Muziki, geç kalmayı alışkanlık haline getirmişti, daha içten gülümsemesi gerektiğini bildiğinden, teşekkür ederek yerine geçti. Tahta da yazılı olan konuyu açtı. Bugün ilk ders kimyaydı, bu dersten pek hoşlanmıyordu aslında resim ve beden dersi haricindeki hiçbir ders ona çekici gelmiyordu. Matematik, edebiyat gibi dersler onun için zaman kaybıydı. Konuyu dinlerken dikkati dağıldı, yan gözle pencereden dışarı bakmaya başladı. 

Hava kapalıydı bazı insanların neden kasvetli havalardan hoşlanmadığını anlamıyordu. Bu havalar Muziki de bir rahatlama sağlıyordu. Kara bulutlar gökyüzünü kapladı ardından sağanak başladı.

Camdan yağmurlu manzarayı izlerken, önünden jet hızıyla birinin geçtiğini sandı, üçüncü kattaydı, bu kadar yükseklik de birinin ancak uçarak geçmesi gerektiğini düşündü. Birini gördüğüne neredeyse emindi, kim olduğunu ya da ne olduğunu anlayamadı gözlerini kırpıp tekrar baktığında göremedi, ne olduğuna dair en ufak bir fikri bile yoktu.

"Sanırım hayal gücüm benimle oyun oynuyor "diye homurdanarak, sesli düşündüğünü fark ettiğinde artık çok geçti.

Başını omzunun hizasından yukarıya doğru baktığında öğretmenin çatık kaşları ile karşılaştı. Öğretmene tatlı bakarak suçunu bastırmaya çalıştı ama öğretmeni bu bakışa kanmadı. Bunun üzerine Muziki "özür dilerim Bay Takarada" dedi.

Takarada'nın kişiliği belliydi, ciddiyetsizliğe tahammülü olmayan, gözlüklü tıknaz bir adamdı.

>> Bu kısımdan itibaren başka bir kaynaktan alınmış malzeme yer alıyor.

//! Debt Ledger - per-user borrow positions scaled by the currency index
//!
//! Tracks each user's debt per currency in units of that currency's
//! compounding borrow index: the stored scaled debt never changes as
//! interest accrues, and the real amount owed is always
//! `scaled * index / RAY - total_repaid`. Repayments accumulate in
//! `total_repaid` rather than shrinking the scaled debt.
//!
//! Positions move through an approval-gated state machine:
//! Pending -> {Processed, Canceled}; Processed -> {Repaid, Liquidated};
//! terminal states are final. This module is composed into the lending
//! engine, which exclusively owns the records.

use crate::errors::LendingError;
use crate::math::FixedPoint;
use odra::casper_types::U256;
use odra::prelude::*;

/// Lifecycle of a debt position
#[odra::odra_type]
pub enum DebtStatus {
    /// Requested, awaiting administrative approval
    Pending,
    /// Approved; may be repaid or liquidated
    Processed,
    /// Rejected before approval (terminal)
    Canceled,
    /// Fully repaid (terminal)
    Repaid,
    /// Liquidated while undercollateralized (terminal)
    Liquidated,
}

impl DebtStatus {
    /// Whether the position still represents an open claim
    pub fn is_live(&self) -> bool {
        matches!(self, DebtStatus::Pending | DebtStatus::Processed)
    }
}

/// A user's borrow position in one currency
#[odra::odra_type]
pub struct DebtPosition {
    /// Owner address
    pub owner: Address,
    /// Borrowed currency code
    pub currency: String,
    /// Collateral position backing this debt
    pub collateral_token: Address,
    /// Debt in units of the currency's borrow index (RAY-scaled)
    pub scaled_debt: U256,
    /// Cumulative amount repaid (18-decimal currency units)
    pub total_repaid: U256,
    /// Position status
    pub status: DebtStatus,
}

impl DebtPosition {
    /// Real amount owed at the given borrow index:
    /// `scaled * index / RAY - total_repaid`, floored at zero
    pub fn owed(&self, index: U256) -> Result<U256, LendingError> {
        let gross = FixedPoint::ray_mul(self.scaled_debt, index)?;
        Ok(gross.saturating_sub(self.total_repaid))
    }
}

/// Debt Ledger module
#[odra::module]
pub struct DebtLedger {
    /// Positions: (user, currency) -> position
    positions: Mapping<(Address, String), DebtPosition>,

    /// Currencies a user has ever borrowed: (user, slot) -> code
    user_currencies: Mapping<(Address, u32), String>,

    /// Number of currency slots recorded for a user
    user_currency_count: Mapping<Address, u32>,
}

#[odra::module]
impl DebtLedger {
    /// Look up a position
    pub fn position(&self, user: Address, currency: String) -> Option<DebtPosition> {
        self.positions.get(&(user, currency))
    }

    /// Create a position or increase an existing one
    ///
    /// A live position is incremented and must reference the same
    /// collateral token; a terminal position is replaced by a fresh
    /// Pending record.
    pub fn open_or_increase(
        &mut self,
        user: Address,
        currency: String,
        collateral_token: Address,
        scaled_delta: U256,
    ) -> DebtPosition {
        let position = match self.positions.get(&(user, currency.clone())) {
            Some(mut pos) if pos.status.is_live() => {
                if pos.collateral_token != collateral_token {
                    self.env().revert(LendingError::CollateralMismatch);
                }
                pos.scaled_debt = pos.scaled_debt + scaled_delta;
                pos
            }
            _ => {
                let pos = DebtPosition {
                    owner: user,
                    currency: currency.clone(),
                    collateral_token,
                    scaled_debt: scaled_delta,
                    total_repaid: U256::zero(),
                    status: DebtStatus::Pending,
                };
                self.track_currency(user, currency.clone());
                pos
            }
        };
        self.positions.set(&(user, currency), position.clone());
        position
    }

    /// Add a repayment to a position's cumulative total
    pub fn record_repayment(&mut self, user: Address, currency: String, amount: U256) {
        let mut pos = self
            .positions
            .get(&(user, currency.clone()))
            .unwrap_or_revert_with(&self.env(), LendingError::PositionNotFound);
        pos.total_repaid = pos.total_repaid + amount;
        self.positions.set(&(user, currency), pos);
    }

    /// Transition a position's status, enforcing the state machine
    pub fn set_status(&mut self, user: Address, currency: String, status: DebtStatus) {
        let mut pos = self
            .positions
            .get(&(user, currency.clone()))
            .unwrap_or_revert_with(&self.env(), LendingError::PositionNotFound);

        if !transition_allowed(&pos.status, &status) {
            self.env().revert(LendingError::InvalidTransition);
        }
        pos.status = status;
        self.positions.set(&(user, currency), pos);
    }

    /// Live (Pending or Processed) positions of a user backed by a token
    pub fn live_positions_against(&self, user: Address, token: Address) -> Vec<DebtPosition> {
        let count = self.user_currency_count.get(&user).unwrap_or(0);
        let mut out = Vec::new();
        for slot in 0..count {
            if let Some(currency) = self.user_currencies.get(&(user, slot)) {
                if let Some(pos) = self.positions.get(&(user, currency)) {
                    if pos.status.is_live() && pos.collateral_token == token {
                        out.push(pos);
                    }
                }
            }
        }
        out
    }

    /// Whether any live debt of the user references the token
    pub fn has_live_debt_against(&self, user: Address, token: Address) -> bool {
        !self.live_positions_against(user, token).is_empty()
    }

    /// Whether a liquidated debt of the user references the token; the
    /// collateral behind it stays reserved for disposal
    pub fn has_seized_debt_against(&self, user: Address, token: Address) -> bool {
        let count = self.user_currency_count.get(&user).unwrap_or(0);
        for slot in 0..count {
            if let Some(currency) = self.user_currencies.get(&(user, slot)) {
                if let Some(pos) = self.positions.get(&(user, currency)) {
                    if matches!(pos.status, DebtStatus::Liquidated) && pos.collateral_token == token
                    {
                        return true;
                    }
                }
            }
        }
        false
    }

    /// Remember a currency the user borrowed, once per (user, currency)
    fn track_currency(&mut self, user: Address, currency: String) {
        let count = self.user_currency_count.get(&user).unwrap_or(0);
        for slot in 0..count {
            if let Some(existing) = self.user_currencies.get(&(user, slot)) {
                if existing == currency {
                    return;
                }
            }
        }
        self.user_currencies.set(&(user, count), currency);
        self.user_currency_count.set(&user, count + 1);
    }
}

/// Allowed transitions of the debt state machine
fn transition_allowed(from: &DebtStatus, to: &DebtStatus) -> bool {
    matches!(
        (from, to),
        (DebtStatus::Pending, DebtStatus::Processed)
            | (DebtStatus::Pending, DebtStatus::Canceled)
            | (DebtStatus::Processed, DebtStatus::Repaid)
            | (DebtStatus::Processed, DebtStatus::Liquidated)
    )
}

#[cfg(test)]
mod tests {
    use super::*;
    use crate::math::{RAY, WAD};

    #[test]
    fn test_transition_matrix() {
        assert!(transition_allowed(&DebtStatus::Pending, &DebtStatus::Processed));
        assert!(transition_allowed(&DebtStatus::Pending, &DebtStatus::Canceled));
        assert!(transition_allowed(&DebtStatus::Processed, &DebtStatus::Repaid));
        assert!(transition_allowed(&DebtStatus::Processed, &DebtStatus::Liquidated));

        assert!(!transition_allowed(&DebtStatus::Pending, &DebtStatus::Repaid));
        assert!(!transition_allowed(&DebtStatus::Pending, &DebtStatus::Liquidated));
        assert!(!transition_allowed(&DebtStatus::Processed, &DebtStatus::Canceled));
        assert!(!transition_allowed(&DebtStatus::Canceled, &DebtStatus::Processed));
        assert!(!transition_allowed(&DebtStatus::Repaid, &DebtStatus::Liquidated));
        assert!(!transition_allowed(&DebtStatus::Liquidated, &DebtStatus::Repaid));
        assert!(!transition_allowed(&DebtStatus::Processed, &DebtStatus::Processed));
    }

    #[test]
    fn test_owed_tracks_index_and_repayments() {
        let env = odra_test::env();
        let pos = DebtPosition {
            owner: env.get_account(0),
            currency: String::from("BOB"),
            collateral_token: env.get_account(1),
            scaled_debt: U256::from(1_000u128 * WAD), // scaled at identity index
            total_repaid: U256::from(300u128 * WAD),
            status: DebtStatus::Processed,
        };

        // At identity: 1000 - 300 = 700
        assert_eq!(
            pos.owed(U256::from(RAY)).unwrap(),
            U256::from(700u128 * WAD)
        );

        // After 2% accrual: 1020 - 300 = 720
        assert_eq!(
            pos.owed(U256::from(RAY + RAY / 50)).unwrap(),
            U256::from(720u128 * WAD)
        );
    }

    #[test]
    fn test_owed_floors_at_zero() {
        let env = odra_test::env();
        let pos = DebtPosition {
            owner: env.get_account(0),
            currency: String::from("BOB"),
            collateral_token: env.get_account(1),
            scaled_debt: U256::from(100u128),
            total_repaid: U256::from(200u128),
            status: DebtStatus::Repaid,
        };
        assert_eq!(pos.owed(U256::from(RAY)).unwrap(), U256::zero());
    }
}
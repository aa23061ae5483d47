//! Price Feed - publishes currency prices against USD
//!
//! Prices are quoted as 18-decimal "currency units per 1 USD". A price of
//! zero means the quote is unavailable, never a real value. The registry
//! and converter consume feeds through the `PriceSource` interface, so any
//! publisher implementing it can be wired into a currency's configuration.

use crate::errors::LendingError;
use crate::events::PricePublished;
use odra::casper_types::U256;
use odra::prelude::*;

/// External interface every price publisher exposes
#[odra::external_contract]
pub trait PriceSource {
    /// Current price of the currency (18-decimal, currency units per USD);
    /// zero when no quote is available
    fn get_price(&self, currency: String) -> U256;
}

/// Admin-published price feed contract
#[odra::module]
pub struct PriceFeed {
    /// Published prices per currency code
    prices: Mapping<String, U256>,

    /// Admin address
    admin: Var<Address>,
}

#[odra::module]
impl PriceFeed {
    /// Initialize the feed with its publishing admin
    pub fn init(&mut self, admin: Address) {
        self.admin.set(admin);
    }

    /// Publish a price for a currency (admin only)
    ///
    /// # Arguments
    /// * `currency` - Currency code
    /// * `price` - 18-decimal currency units per USD; zero marks the
    ///   quote unavailable
    pub fn set_price(&mut self, currency: String, price: U256) {
        self.only_admin();
        self.prices.set(&currency, price);

        let timestamp = self.env().get_block_time();
        self.env().emit_event(PricePublished {
            currency,
            price,
            timestamp,
        });
    }

    /// Current price for a currency; zero when never published or
    /// explicitly marked unavailable
    pub fn get_price(&self, currency: String) -> U256 {
        self.prices.get(&currency).unwrap_or(U256::zero())
    }

    fn only_admin(&self) {
        let caller = self.env().caller();
        let admin = self.admin.get_or_revert_with(LendingError::Unauthorized);
        if caller != admin {
            self.env().revert(LendingError::Unauthorized);
        }
    }
}

#[cfg(test)]
mod tests {
    use super::*;
    use odra::host::Deployer;

    #[test]
    fn test_publish_and_read_price() {
        let env = odra_test::env();
        let admin = env.get_account(0);
        let mut feed = PriceFeed::deploy(&env, PriceFeedInitArgs { admin });

        // Never published: zero means unavailable
        assert_eq!(feed.get_price(String::from("BOB")), U256::zero());

        let price = U256::from(12_570_000_000_000_000_000u128);
        feed.set_price(String::from("BOB"), price);
        assert_eq!(feed.get_price(String::from("BOB")), price);
    }

    #[test]
    fn test_only_admin_publishes() {
        let env = odra_test::env();
        let admin = env.get_account(0);
        let mut feed = PriceFeed::deploy(&env, PriceFeedInitArgs { admin });

        env.set_caller(env.get_account(1));
        assert_eq!(
            feed.try_set_price(String::from("BOB"), U256::one()),
            Err(LendingError::Unauthorized.into())
        );
    }
}
//! Lending Engine - orchestrates supply, borrow, repay and liquidate
//!
//! Coordinates the currency registry, converter, collateral ledger and
//! debt ledger:
//! - Supplying and withdrawing collateral (via the yield venue)
//! - Borrowing against collateral, with an approval gate
//! - Repayments against the index-scaled debt
//! - The liquidation decision
//!
//! Every debt-affecting entrypoint accrues the currency's borrow index
//! first, values collateral and debt in USD through the converter, and
//! commits ledger mutations only after all validation and external calls
//! have succeeded, so a failing feed or venue aborts the operation with no
//! partial state.

use crate::collateral_ledger::{
    CollateralLedger, CollateralPosition, CollateralStatus, TokenConfig,
};
use crate::currency_converter::CurrencyConverterContractRef;
use crate::currency_registry::{CurrencyConfig, CurrencyRegistryContractRef};
use crate::debt_ledger::{DebtLedger, DebtPosition, DebtStatus};
use crate::errors::LendingError;
use crate::events::*;
use crate::math::{FixedPoint, SafeMath};
use odra::casper_types::U256;
use odra::prelude::*;
use odra::ContractRef;

/// Lending Engine contract
#[odra::module]
pub struct LendingEngine {
    /// Currency registry address
    registry: Var<Address>,
    /// Currency converter address
    converter: Var<Address>,
    /// Collateral positions and token registry
    collateral: SubModule<CollateralLedger>,
    /// Debt positions and state machine
    debts: SubModule<DebtLedger>,
    /// Admin address
    admin: Var<Address>,
    /// Paused state
    paused: Var<bool>,
}
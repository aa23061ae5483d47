//! Collateral Ledger - per-user collateral positions in venue scaled units
//!
//! Tracks each user's deposited collateral per token and the registry of
//! supported collateral tokens. Balances are held in the yield venue's
//! scaled units so deposits keep earning venue yield; valuation converts
//! scaled units through the venue's exchange rate, then through the
//! currency converter when the token is priced against a non-USD currency.
//!
//! This module is composed into the lending engine, which exclusively owns
//! the position records; the venue is the only external collaborator
//! invoked here.

use crate::currency_converter::CurrencyConverterContractRef;
use crate::errors::LendingError;
use crate::events::{Supplied, SupplyWithdrawn, TokenConfigured};
use crate::math::FixedPoint;
use crate::yield_venue::YieldVenueContractRef;
use odra::casper_types::U256;
use odra::prelude::*;
use odra::ContractRef;

/// Lifecycle of a collateral position
#[odra::odra_type]
pub enum CollateralStatus {
    /// Deposited and unencumbered
    Active,
    /// Referenced by at least one live debt position
    LockedInLoan,
    /// Balance fully withdrawn
    Withdrawn,
}

/// A user's collateral position in one token
#[odra::odra_type]
pub struct CollateralPosition {
    /// Owner address
    pub owner: Address,
    /// Collateral token
    pub token: Address,
    /// Balance in venue scaled units
    pub scaled_balance: U256,
    /// Position status
    pub status: CollateralStatus,
}

/// Configuration of a supported collateral token
#[odra::odra_type]
pub struct TokenConfig {
    /// Token address
    pub token: Address,
    /// Yield venue custodying deposits of this token
    pub venue: Address,
    /// Currency the venue underlying is denominated in; `None` when the
    /// underlying is already the 6-decimal USD unit
    pub pricing_currency: Option<String>,
    /// Whether new deposits are accepted
    pub is_enabled: bool,
}

/// Collateral Ledger module
#[odra::module]
pub struct CollateralLedger {
    /// Supported token configurations
    token_configs: Mapping<Address, TokenConfig>,

    /// Positions: (user, token) -> position
    positions: Mapping<(Address, Address), CollateralPosition>,

    /// Currency converter used for non-USD valuation
    converter: Var<Address>,
}

#[odra::module]
impl CollateralLedger {
    /// Wire the currency converter (engine init)
    pub fn set_converter(&mut self, converter: Address) {
        self.converter.set(converter);
    }

    /// Register or update a supported collateral token
    pub fn set_supported_token(
        &mut self,
        token: Address,
        venue: Address,
        pricing_currency: Option<String>,
        enabled: bool,
        configured_by: Address,
    ) {
        let config = TokenConfig {
            token,
            venue,
            pricing_currency,
            is_enabled: enabled,
        };
        self.token_configs.set(&token, config);

        self.env().emit_event(TokenConfigured {
            token,
            venue,
            enabled,
            configured_by,
        });
    }

    /// Configuration of a supported token; reverts for unknown tokens
    pub fn token_config(&self, token: Address) -> TokenConfig {
        self.token_configs
            .get(&token)
            .unwrap_or_revert_with(&self.env(), LendingError::UnsupportedToken)
    }

    /// Look up a position
    pub fn position(&self, user: Address, token: Address) -> Option<CollateralPosition> {
        self.positions.get(&(user, token))
    }

    /// Forward a deposit to the venue and credit the position
    ///
    /// Creates the position (Active) on first deposit, increments it
    /// otherwise; a fully withdrawn position is reactivated.
    ///
    /// # Returns
    /// Scaled units credited by the venue
    pub fn deposit(&mut self, user: Address, token: Address, amount: U256) -> U256 {
        let config = self.token_config(token);
        if !config.is_enabled {
            self.env().revert(LendingError::UnsupportedToken);
        }

        let custodian = self.env().self_address();
        let mut venue = YieldVenueContractRef::new(self.env(), config.venue);
        let scaled = venue.deposit(token, amount, custodian);

        let position = match self.positions.get(&(user, token)) {
            Some(mut pos) => {
                pos.scaled_balance = pos.scaled_balance + scaled;
                if let CollateralStatus::Withdrawn = pos.status {
                    pos.status = CollateralStatus::Active;
                }
                pos
            }
            None => CollateralPosition {
                owner: user,
                token,
                scaled_balance: scaled,
                status: CollateralStatus::Active,
            },
        };
        self.positions.set(&(user, token), position);

        let timestamp = self.env().get_block_time();
        self.env().emit_event(Supplied {
            user,
            token,
            amount,
            scaled_amount: scaled,
            timestamp,
        });

        scaled
    }

    /// Forward a withdrawal to the venue and debit the position
    ///
    /// The caller (engine) has already validated the withdrawal against
    /// any backing debt; this only performs the balance mechanics. The
    /// position moves to Withdrawn when the balance reaches zero.
    ///
    /// # Returns
    /// Scaled units debited
    pub fn withdraw(&mut self, user: Address, token: Address, amount: U256) -> U256 {
        let config = self.token_config(token);

        let mut pos = self
            .positions
            .get(&(user, token))
            .unwrap_or_revert_with(&self.env(), LendingError::PositionNotFound);

        let mut venue = YieldVenueContractRef::new(self.env(), config.venue);
        let rate = venue.exchange_rate(token);
        let scaled = FixedPoint::ray_div(amount, rate).unwrap_or_revert(&self.env());
        if pos.scaled_balance < scaled {
            self.env().revert(LendingError::InsufficientBalance);
        }

        venue.withdraw(token, amount, user);

        pos.scaled_balance = pos.scaled_balance - scaled;
        if pos.scaled_balance.is_zero() {
            pos.status = CollateralStatus::Withdrawn;
        }
        self.positions.set(&(user, token), pos);

        let timestamp = self.env().get_block_time();
        self.env().emit_event(SupplyWithdrawn {
            user,
            token,
            amount,
            scaled_amount: scaled,
            timestamp,
        });

        scaled
    }

    /// Set a position's status; reverts for missing positions
    pub fn set_status(&mut self, user: Address, token: Address, status: CollateralStatus) {
        let mut pos = self
            .positions
            .get(&(user, token))
            .unwrap_or_revert_with(&self.env(), LendingError::PositionNotFound);
        pos.status = status;
        self.positions.set(&(user, token), pos);
    }

    /// USD value (6-decimal) of a user's position
    pub fn value_usd(&self, user: Address, token: Address) -> U256 {
        match self.positions.get(&(user, token)) {
            Some(pos) => self.value_scaled_usd(token, pos.scaled_balance),
            None => U256::zero(),
        }
    }

    /// USD value (6-decimal) of an arbitrary scaled balance of a token;
    /// used to evaluate post-withdrawal health before committing
    pub fn value_scaled_usd(&self, token: Address, scaled: U256) -> U256 {
        if scaled.is_zero() {
            return U256::zero();
        }
        let config = self.token_config(token);

        let venue = YieldVenueContractRef::new(self.env(), config.venue);
        let rate = venue.exchange_rate(token);
        let underlying = FixedPoint::ray_mul(scaled, rate).unwrap_or_revert(&self.env());

        match config.pricing_currency {
            // Underlying is already the 6-decimal USD unit
            None => underlying,
            Some(currency) => {
                let converter = self
                    .converter
                    .get_or_revert_with(LendingError::InvalidConfiguration);
                CurrencyConverterContractRef::new(self.env(), converter)
                    .to_usd(currency, underlying)
            }
        }
    }

    /// Venue exchange rate for a token (RAY)
    pub fn exchange_rate(&self, token: Address) -> U256 {
        let config = self.token_config(token);
        YieldVenueContractRef::new(self.env(), config.venue).exchange_rate(token)
    }
}
//! Shared markup markers and configuration constants
//!
//! The markers are the fixed splice points the renderer leaves in its output.
//! Stages search for them as plain strings; only the first occurrence is used.

/// Closing head tag, insertion point for inlined styles and resource hints
pub const HEAD_CLOSE_MARKER: &str = "</head>";

/// Placeholder the renderer emits where font preconnect hints belong
///
/// Replaced exactly once per font pass, with an empty string when no
/// provider origins were collected.
pub const FONT_PRECONNECT_PLACEHOLDER: &str = r#"<meta name="next-font-preconnect"/>"#;

/// Opening of an existing preload hint, preferred insertion point for image preloads
pub const PRELOAD_LINK_MARKER: &str = r#"<link rel="preload""#;

/// Environment variable that forces font optimization on
pub const ENV_OPTIMIZE_FONTS: &str = "POSTPROCESS_OPTIMIZE_FONTS";

/// Environment variable that forces image preload hints on
pub const ENV_OPTIMIZE_IMAGES: &str = "POSTPROCESS_OPTIMIZE_IMAGES";

/// Maximum number of images that receive a preload hint per document
pub const MAXIMUM_IMAGE_PRELOADS: usize = 2;

/// Images whose declared `width * height` is at or below this are not preloaded
///
/// 2500 px² covers icons and avatars up to 50x50.
pub const IMAGE_PRELOAD_SIZE_THRESHOLD: u64 = 2500;

/// Default timeout for font stylesheet requests: 10 seconds
pub const DEFAULT_FONT_TIMEOUT_SECS: u64 = 10;

/// Maximum size for downloaded font stylesheets (bytes)
///
/// Provider responses are `@font-face` blocks only, typically 1-30KB even
/// for families with many subsets.
pub const DEFAULT_MAX_FONT_CSS_SIZE: usize = 512 * 1024;

/// Number of font stylesheet URLs kept in the resolver cache
pub const DEFAULT_FONT_CACHE_CAPACITY: usize = 256;

/// Chrome user agent string sent to font providers
///
/// Font services sniff the user agent and serve woff2 `@font-face` rules only
/// to browsers they recognize. Without it they fall back to legacy ttf sources.
pub const CHROME_USER_AGENT: &str = "Mozilla/5.0 (Windows NT 10.0; Win64; x64) AppleWebKit/537.36 (KHTML, like Gecko) Chrome/132.0.6834.160 Safari/537.36";
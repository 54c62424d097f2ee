//! Font provider table
//!
//! Maps a font service's stylesheet URL prefix to the origin the browser
//! should preconnect to. The stylesheet host and the font file host differ
//! for some services (Google serves CSS from `fonts.googleapis.com` and the
//! font files from `fonts.gstatic.com`).

use serde::{Deserialize, Serialize};
use std::borrow::Cow;

/// One supported font service
#[derive(Debug, Clone, PartialEq, Eq, Serialize, Deserialize)]
#[serde(rename_all = "camelCase")]
pub struct FontProvider {
    /// Stylesheet URLs starting with this prefix belong to the provider
    pub url_prefix: Cow<'static, str>,
    /// Origin emitted in the provider's `<link rel="preconnect">`
    pub preconnect_origin: Cow<'static, str>,
}

impl FontProvider {
    #[must_use]
    pub const fn new_static(url_prefix: &'static str, preconnect_origin: &'static str) -> Self {
        Self {
            url_prefix: Cow::Borrowed(url_prefix),
            preconnect_origin: Cow::Borrowed(preconnect_origin),
        }
    }

    #[must_use]
    pub fn new(url_prefix: impl Into<String>, preconnect_origin: impl Into<String>) -> Self {
        Self {
            url_prefix: Cow::Owned(url_prefix.into()),
            preconnect_origin: Cow::Owned(preconnect_origin.into()),
        }
    }

    #[inline]
    #[must_use]
    pub fn matches(&self, url: &str) -> bool {
        url.starts_with(self.url_prefix.as_ref())
    }
}

/// Built-in providers
pub const DEFAULT_FONT_PROVIDERS: &[FontProvider] = &[
    FontProvider::new_static("https://fonts.googleapis.com/css", "https://fonts.gstatic.com"),
    FontProvider::new_static("https://use.typekit.net", "https://use.typekit.net"),
];

/// First provider whose prefix matches `url`
#[must_use]
pub fn find_provider<'a>(providers: &'a [FontProvider], url: &str) -> Option<&'a FontProvider> {
    providers.iter().find(|provider| provider.matches(url))
}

Öğretmen, "Muziki hemen dışarı çık!"

"Derse geç gelip, dikkati dağıtıyorsun, yetmezmiş gibi her zamanki gibi kendini derse vermiyorsun!"

"Aklın hep hayal dünyanda!" dedi.

Muziki'nin yanakları utangaçlıktan kızardı, öğretmeninden böyle bir tavır beklemiyordu. Muziki okulun onur öğrencisiydi, atletizm de okuluna şampiyonluk kazandırmış ve okul yönetimi tarafından takdir görmüş bir kızdı. Nasıl olur da böyle küçük düşebilirdi. Ağzından "ama..." çıktı fakat sözünü tamamlamasına bay Takarada izin vermedi.

Sert bir şekilde kapıyı işaret ederek, "Muziki...dışarı çık!" diye bağırdı.

Muziki gözyaşlarını tutamayarak ayağa kalktı, sertçe kapıyı açıp sınıftan çıktı.

Dışarıda yağmur oldukça hızlı yağıyordu. Buna aldırış etmeden, nefesini tutarak koştu. Soluğu kesilmişti, köprüye geldiğinde durdu. Nefesini tutup koştuğundan ciğerleri alev gibi yanıyordu. Elini boğazına götürdü, köprünün demirine yaslandı. Nefesini biraz kontrol altına almayı başardı. Biraz soluklandıktan sonra eve gitmeyi düşündü. 

Gözü yeşillikler ile çevirili ormana kaydı. ağaçlar onu çağırıyordu, kendini ne zaman çıkmaz da bulsa evlerinin yakınındaki ormana giderdi, bugün de aynısını yapacaktı.

Patika yolu seçti yağmur nihayet şiddetini azaltmaya başladı. Bu yol bile Muziki'yi sakinleştirmiyordu. Halbuki en çok yürüyüş yapmayı sevdiği yerdi. Yol boyunca karşılıklı kiraz ağaçları sıralanmış, rüzgâr estiğinde pembe çiçeklerin etrafında dans etmesini severdi.